故郷(茨城)探訪

令和4年1月2日

  

この年始の時期を、東京で過ごす方、地方に帰省して過ごす方、それぞれの方がいらっしゃることでしょう。

そして、東京で過ごされる方の中には、生まれも育ちも東京、三代以上続いているから、れっきとした江戸っ子、というような皆様もいらっしゃる一方で、諸事情で帰省できないという皆様も多数おいでになることを私は存じております。

 

この年末年始も、さまざまな要因で「帰省」が「規制」されることが当然であるかの如く「既成」事実となりつつあることに寂しさを感じています。

 

「帰省」とは郷里に帰り、父母の安否をうかがうことが本来の意味らしいです。まず初めに高齢の父母や縁者の感染・重症化のリスクを考えるのは当然のように受け止められています。

東京在住の家族の面会を警戒し、歓迎しない高齢者入居施設がほとんどであるようです。

 

医療供給のキャパシティの乏しい地方にとっては、感染が拡大すればすぐに危機に陥る事情もあり、已むを得ない事情もあります。そのような昨今を過ごす中で、自然に思い出され、口をついて出てきそうな詩歌が、私には二つあります。

 

一つ目は、欧州での医学・音楽研修が困難になった背景から、せめてフランス文学の世界へ、と考えてカミュの「ペスト」を細々と翻訳をしている自分自身にとって、より身近に感じられるようになった詩です。

 

萩原朔太郎の旅上(純情小曲集)より、

ふらんすへ行きたしと思へども ふらんすはあまりに遠し せめては新しき背廣をきて きままなる旅にいでてみん。

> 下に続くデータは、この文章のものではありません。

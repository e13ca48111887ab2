//! Parameter specifications and ordered parameter sets.
//!
//! A [`ParameterSpec`] is a fully populated parameter description: value, bounds,
//! vary flag and display metadata. Catalog defaults, resolved request parameters
//! and composite-model parameters all use this one type.

use serde::{Deserialize, Deserializer, Serialize, Serializer};
use std::f64::{INFINITY, NEG_INFINITY};
use thiserror::Error;

use super::bounds::Bounds;

/// Errors raised when a parameter violates its own invariants.
#[derive(Error, Debug, Clone, PartialEq)]
pub enum ParameterError {
    #[error("Parameter '{name}' value {value} is outside bounds [{min}, {max}]")]
    OutOfBounds {
        name: String,
        value: f64,
        min: f64,
        max: f64,
    },

    #[error("Invalid bounds for parameter '{name}': {reason}")]
    InvalidBounds { name: String, reason: String },

    #[error("Parameter '{name}' has non-finite value {value}")]
    NonFinite { name: String, value: f64 },
}

/// A single named parameter with bounds and a vary flag.
#[derive(Debug, Clone, PartialEq, Serialize, Deserialize)]
pub struct ParameterSpec {
    pub name: String,
    pub value: f64,

    /// Lower bound; serialized as `null` when unbounded
    #[serde(
        default = "neg_infinity",
        serialize_with = "serialize_bound",
        deserialize_with = "deserialize_lower"
    )]
    pub min: f64,

    /// Upper bound; serialized as `null` when unbounded
    #[serde(
        default = "infinity",
        serialize_with = "serialize_bound",
        deserialize_with = "deserialize_upper"
    )]
    pub max: f64,

    #[serde(default)]
    pub vary: bool,

    #[serde(default)]
    pub unit: String,

    #[serde(default)]
    pub description: String,
}

fn neg_infinity() -> f64 {
    NEG_INFINITY
}

fn infinity() -> f64 {
    INFINITY
}

fn serialize_bound<S: Serializer>(value: &f64, serializer: S) -> Result<S::Ok, S::Error> {
    if value.is_finite() {
        serializer.serialize_f64(*value)
    } else {
        serializer.serialize_none()
    }
}

fn deserialize_lower<'de, D: Deserializer<'de>>(deserializer: D) -> Result<f64, D::Error> {
    Ok(Option::<f64>::deserialize(deserializer)?.unwrap_or(NEG_INFINITY))
}

fn deserialize_upper<'de, D: Deserializer<'de>>(deserializer: D) -> Result<f64, D::Error> {
    Ok(Option::<f64>::deserialize(deserializer)?.unwrap_or(INFINITY))
}

impl ParameterSpec {
    /// Create an unbounded, fixed parameter.
    pub fn new(name: &str, value: f64) -> Self {
        Self {
            name: name.to_string(),
            value,
            min: NEG_INFINITY,
            max: INFINITY,
            vary: false,
            unit: String::new(),
            description: String::new(),
        }
    }

    pub fn with_bounds(mut self, min: f64, max: f64) -> Self {
        self.min = min;
        self.max = max;
        self
    }

    pub fn with_vary(mut self, vary: bool) -> Self {
        self.vary = vary;
        self
    }

    pub fn with_unit(mut self, unit: &str) -> Self {
        self.unit = unit.to_string();
        self
    }

    pub fn with_description(mut self, description: &str) -> Self {
        self.description = description.to_string();
        self
    }

    pub fn bounds(&self) -> Bounds {
        Bounds {
            min: self.min,
            max: self.max,
        }
    }

    /// Check the bound invariants.
    ///
    /// The value must be finite and lie in `[min, max]`; bounds must be ordered, and a
    /// varied parameter needs a non-degenerate interval. Values are never clamped.
    pub fn validate(&self) -> Result<(), ParameterError> {
        if !self.value.is_finite() {
            return Err(ParameterError::NonFinite {
                name: self.name.clone(),
                value: self.value,
            });
        }
        if Bounds::new(self.min, self.max).is_err() {
            return Err(ParameterError::InvalidBounds {
                name: self.name.clone(),
                reason: format!("min ({}) must not exceed max ({})", self.min, self.max),
            });
        }
        if self.vary && self.min == self.max {
            return Err(ParameterError::InvalidBounds {
                name: self.name.clone(),
                reason: format!(
                    "a varied parameter needs min < max, got {} == {}",
                    self.min, self.max
                ),
            });
        }
        if !self.bounds().is_within_bounds(self.value) {
            return Err(ParameterError::OutOfBounds {
                name: self.name.clone(),
                value: self.value,
                min: self.min,
                max: self.max,
            });
        }
        Ok(())
    }
}

/// An ordered collection of parameter specs with unique names.
#[derive(Debug, Clone, Default, PartialEq, Serialize, Deserialize)]
#[serde(transparent)]
pub struct ParameterSet {
    specs: Vec<ParameterSpec>,
}

impl ParameterSet {
    pub fn new() -> Self {
        Self::default()
    }

    /// Build a set from specs, keeping the first occurrence of each name.
    pub fn from_specs(specs: Vec<ParameterSpec>) -> Self {
        let mut set = Self::new();
        for spec in specs {
            if !set.contains(&spec.name) {
                set.specs.push(spec);
            }
        }
        set
    }

    pub fn len(&self) -> usize {
        self.specs.len()
    }

    pub fn is_empty(&self) -> bool {
        self.specs.is_empty()
    }

    pub fn iter(&self) -> impl Iterator<Item = &ParameterSpec> {
        self.specs.iter()
    }

    pub fn get(&self, name: &str) -> Option<&ParameterSpec> {
        self.specs.iter().find(|s| s.name == name)
    }

    pub fn get_mut(&mut self, name: &str) -> Option<&mut ParameterSpec> {
        self.specs.iter_mut().find(|s| s.name == name)
    }

    pub fn contains(&self, name: &str) -> bool {
        self.get(name).is_some()
    }

    pub fn position(&self, name: &str) -> Option<usize> {
        self.specs.iter().position(|s| s.name == name)
    }

    /// Append a spec, replacing an existing spec of the same name in place.
    pub fn insert(&mut self, spec: ParameterSpec) {
        match self.get_mut(&spec.name) {
            Some(existing) => *existing = spec,
            None => self.specs.push(spec),
        }
    }

    pub fn remove(&mut self, name: &str) -> Option<ParameterSpec> {
        let idx = self.position(name)?;
        Some(self.specs.remove(idx))
    }

    pub fn names(&self) -> Vec<&str> {
        self.specs.iter().map(|s| s.name.as_str()).collect()
    }

    pub fn values(&self) -> Vec<f64> {
        self.specs.iter().map(|s| s.value).collect()
    }

    /// Parameters with `vary == true`, in set order.
    pub fn varying(&self) -> impl Iterator<Item = &ParameterSpec> {
        self.specs.iter().filter(|s| s.vary)
    }

    pub fn varying_count(&self) -> usize {
        self.varying().count()
    }

    pub fn validate(&self) -> Result<(), ParameterError> {
        self.specs.iter().try_for_each(ParameterSpec::validate)
    }
}

impl<'a> IntoIterator for &'a ParameterSet {
    type Item = &'a ParameterSpec;
    type IntoIter = std::slice::Iter<'a, ParameterSpec>;

    fn into_iter(self) -> Self::IntoIter {
        self.specs.iter()
    }
}

#[cfg(test)]
mod tests {
    use super::*;

    #[test]
    fn test_validate_rejects_out_of_bounds() {
        let spec = ParameterSpec::new("radius", 300.0).with_bounds(1.0, 200.0);
        assert!(matches!(
            spec.validate(),
            Err(ParameterError::OutOfBounds { .. })
        ));
    }

    #[test]
    fn test_validate_vary_needs_interval() {
        let spec = ParameterSpec::new("radius", 5.0)
            .with_bounds(5.0, 5.0)
            .with_vary(true);
        assert!(matches!(
            spec.validate(),
            Err(ParameterError::InvalidBounds { .. })
        ));

        let fixed = ParameterSpec::new("radius", 5.0).with_bounds(5.0, 5.0);
        assert!(fixed.validate().is_ok());
    }

    #[test]
    fn test_infinite_bounds_serialize_as_null() {
        let spec = ParameterSpec::new("background", 0.001);
        let json = serde_json::to_value(&spec).unwrap();
        assert!(json["min"].is_null());
        assert!(json["max"].is_null());

        let back: ParameterSpec = serde_json::from_value(json).unwrap();
        assert_eq!(back.min, NEG_INFINITY);
        assert_eq!(back.max, INFINITY);
    }

    #[test]
    fn test_set_insert_replaces_in_place() {
        let mut set = ParameterSet::from_specs(vec![
            ParameterSpec::new("scale", 1.0),
            ParameterSpec::new("background", 0.001),
        ]);
        set.insert(ParameterSpec::new("scale", 2.0));
        assert_eq!(set.names(), vec!["scale", "background"]);
        assert_eq!(set.get("scale").unwrap().value, 2.0);

        set.insert(ParameterSpec::new("radius", 20.0));
        assert_eq!(set.len(), 3);
        assert!(set.remove("radius").is_some());
        assert!(!set.contains("radius"));
    }
}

汽車が山道をゆくとき みづいろの窓によりかかりて われひとりうれしきことをおもはむ 五月の朝のしののめ うら若草のもえいづる心まかせに。

 

もう一つは、これは、室生犀星の望郷の詩句です。

「ふるさとは遠きにありて思ふもの そして悲しくうたふもの」

 

「遠きにありて思ふもの」とうたわれていますが、犀星が郷里の金沢に帰郷したおりに作られた詩とされます。帰郷することをためらいつつ望郷の思いに駆られて作歌されたのではなく、実際に故郷に帰ってみて落胆したもののようです。

 

東京で思うにまかせぬ暮らしを強いられ、懐かしい故郷にはるばる帰ってさえも温かく受け入れてもらうことがなかったとしたら、どれだけわびしく、そして切ないことでしょうか。その悲哀、郷里への愛憎半ばする思いが「遠きにありて……」の言葉となったらしいのです。

 

故郷とは時に複雑な思いを呼び起こす場所です。それは、久しぶり訪れる故郷を理想化し、過剰な期待を抱いてしまいがちであるためでもあることでしょう。

 

「遠きにありて思う」とは、現在の故郷ではなく、傷つきつつも心の奥深くに刻み込まれたままの在りし日の故郷なのかもしれません。

 

とはいっても、人と故郷の事情は千差万別です。私などは幸い「遠きにありて」を「悲しくうたふ」人ではなく、「いつも身近に感じていて」「楽しくうたう」人の一人になろうとしています。

 

せめて、遠く隔たっていてもオンライン時代の「帰省」に工夫をこらしたいものだと考えています。たとえリモートであっても、昔から音程が正確で歌声の美しかった老母と一緒に楽しく歌える正月を過ごしたいものです。

 

文学や音楽をはじめとする芸術の価値は、このような時節において、改めて、しみじみと有難みを感じるものなのかもしれません。